Code and error handling strategies and FSMs

We’ve had a discussion in the office on and off over a few days about error handling in programmes. Neither my office mate nor I are completely happy with what’s available out there. The state of the art in imperative/OO languages appears to be stuck at exceptions. The new Go programming language eschews them, essentially going back to having a named parameter for returning errors – which needs to be checked for.

The essential problem in programming is, of course, that code may follow a number of paths. Some of those paths are, at some level, the most common or desired paths (often, just 1 path). Other paths may be taken, e.g. because a resource was unavailable or because the requested action was inappropriate or unreasonable in some way. Of those other paths, some may still be reasonably commonly taken (e.g. a file not existing) and/or recoverable in some way. Other paths may be exceptional in some way such that it is unlikely  to recover from having taken them. These paths converge at function/procedure call nodes, where they have to be dispatched to direct programme flow onward to the appropriate further path.

My own sense is that path selection syntax/support in programming languages tends to divide all error/return handling into 1 of those 3 cases.

  1. The primary path(s)
  2. Recoverable error paths
  3. Unrecoverable error paths

What then are the ways to handle these cases?  In languages such as C, errors generally must be handled after each function call, acting on them according to return value or a modified parameter. There are of course other ways, such as signals and exceptions.

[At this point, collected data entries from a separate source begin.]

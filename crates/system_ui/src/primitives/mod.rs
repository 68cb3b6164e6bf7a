//! Table, form, paging, overlay, and layout primitives for the catalog screen.

use leptos::*;

mod controls;
mod data_display;
mod layout;
mod navigation;
mod overlays;

pub use controls::{Button, CheckboxField, NumberField};
pub use data_display::{
    Badge, Caption, DataTable, EmptyState, Heading, Panel, StatusBarItem, TableBody, TableCell,
    TableHead, TableHeaderCell, TableRow,
};
pub use layout::{Cluster, Stack};
pub use navigation::{Pager, PagerStep, StatusBar, ToolBar};
pub use overlays::{Popover, Toast, ToastRegion};

#[derive(Debug, Clone, Copy, PartialEq, Eq, Default)]
/// Button emphasis.
pub enum ButtonVariant {
    /// Plain action.
    #[default]
    Standard,
    /// The screen's main action, such as retrying a failed load.
    Primary,
    /// Borderless control used for paging and toggles.
    Quiet,
}

impl ButtonVariant {
    pub(crate) fn token(self) -> &'static str {
        match self {
            Self::Standard => "standard",
            Self::Primary => "primary",
            Self::Quiet => "quiet",
        }
    }
}

#[derive(Debug, Clone, Copy, PartialEq, Eq, Default)]
/// Button density.
pub enum ButtonSize {
    /// Fits inside table headers and pagers.
    Sm,
    /// Regular density.
    #[default]
    Md,
}

impl ButtonSize {
    pub(crate) fn token(self) -> &'static str {
        match self {
            Self::Sm => "sm",
            Self::Md => "md",
        }
    }
}

#[derive(Debug, Clone, Copy, PartialEq, Eq, Default)]
/// Foreground tone for headings, captions, panels, and toasts.
pub enum TextTone {
    /// Regular body tone.
    #[default]
    Primary,
    /// De-emphasized supporting text.
    Secondary,
    /// Failures and error notifications.
    Danger,
}

impl TextTone {
    pub(crate) fn token(self) -> &'static str {
        match self {
            Self::Primary => "primary",
            Self::Secondary => "secondary",
            Self::Danger => "danger",
        }
    }
}

#[derive(Debug, Clone, Copy, PartialEq, Eq, Default)]
/// Spacing between children of a [`Stack`] or [`Cluster`].
pub enum LayoutGap {
    /// Tight spacing for controls that belong together.
    Sm,
    /// Regular spacing.
    #[default]
    Md,
}

impl LayoutGap {
    pub(crate) fn token(self) -> &'static str {
        match self {
            Self::Sm => "sm",
            Self::Md => "md",
        }
    }
}

#[derive(Debug, Clone, Copy, PartialEq, Eq)]
/// Inner padding of a [`Stack`]; stacks without one are flush.
pub enum LayoutPadding {
    /// Overlay content padding.
    Sm,
    /// Page-level padding.
    Md,
}

impl LayoutPadding {
    pub(crate) fn token(self) -> &'static str {
        match self {
            Self::Sm => "sm",
            Self::Md => "md",
        }
    }
}

#[derive(Debug, Clone, Copy, PartialEq, Eq, Default)]
/// Main-axis placement of [`Cluster`] children.
pub enum LayoutJustify {
    /// Leading edge.
    #[default]
    Start,
    /// Trailing edge, used for dialog action rows.
    End,
}

impl LayoutJustify {
    pub(crate) fn token(self) -> &'static str {
        match self {
            Self::Start => "start",
            Self::End => "end",
        }
    }
}

pub(crate) fn merge_layout_class(base: &'static str, layout_class: Option<&'static str>) -> String {
    match layout_class {
        Some(layout_class) if !layout_class.is_empty() => format!("{base} {layout_class}"),
        _ => base.to_string(),
    }
}

pub(crate) fn bool_token(value: bool) -> &'static str {
    if value {
        "true"
    } else {
        "false"
    }
}

#[cfg(test)]
mod tests {
    use super::*;

    #[test]
    fn layout_class_merge_skips_empty_overrides() {
        assert_eq!(merge_layout_class("ui-table", None), "ui-table");
        assert_eq!(merge_layout_class("ui-table", Some("")), "ui-table");
        assert_eq!(
            merge_layout_class("ui-table", Some("catalog-table")),
            "ui-table catalog-table"
        );
    }

    #[test]
    fn tokens_match_stylesheet_attributes() {
        assert_eq!(ButtonVariant::default().token(), "standard");
        assert_eq!(ButtonVariant::Quiet.token(), "quiet");
        assert_eq!(ButtonSize::default().token(), "md");
        assert_eq!(TextTone::Danger.token(), "danger");
        assert_eq!(LayoutGap::default().token(), "md");
        assert_eq!(LayoutPadding::Sm.token(), "sm");
        assert_eq!(LayoutJustify::End.token(), "end");
        assert_eq!(bool_token(false), "false");
    }
}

There is also another way, which I see much less often, but which has certain benefits, which is to use Finite State Machines (FSMs) to give objects an idempotent error state. This allows control-flow in calling code to bunch together operations without having to worry about errors, as the error-handling can be done later, separately.

This blog tries to go over these methods, and their benefits and pitfalls. I’d also be really interested to hear about other error-handling strategies, especially better ones! 🙂

Signals

A small number of operating system or hardware level errors may be indicated through signals (e.g. SIGSEGV, SIGFPE, SIGBUS on Unix systems) – affecting all languages. The programme declares special functions, with restricted execution contexts (separate, limited stack) to act as signal handlers. The operating system invokes the function in response to a signal. The signal handler can then do a (limited) amount of work to handle the error, typically it must then somehow notify or co-ordinate with the rest of the software to have the bulk of the error handling done. This may involve translating the signal into another form of error notification/handler (e.g. an error flag to be checked, an exception, etc.) within the normal execution of the software. That is, if the error can be handled at all, often the response to a signal is to run a crash handler and die.

As signal handlers run under constraints that limit them significantly in what they can do, they are less than popular these days.

Exceptions

In order to try reduce the amount of explicit condition checking needed, some languages added support for exceptions and try/catch syntax. The idea being that error handling could be moved out of the primary path code, so decluttering the primary path code.

Rather than switching control-flow explicitly in the primary path, as might be done with return values or modified parameters from functions, exceptions are switched implicitly. Blocks of error-handling code are associated with ranges of primary path code and exception codes. When an exception occurs, the runtime goes up the stack, looking for a (programme-counter, exception) that matches, and jumping to that exception block with the appropriate stack frame as context. This search may be costly.

The language syntax support often looks something like:

try {
  // primary path code
} catch (ex1) {
  // path after exception condition ex1
} catch (ex2) {
  // path after exception condition ex2
}

Caught conditions often correspond to recoverable or non-catastrophic error paths, with any remaining uncaught conditions being catastrophic, at least this level of the programme. Uncaught exceptions are dispatched upward, potentially terminating the programme if not caught at any level.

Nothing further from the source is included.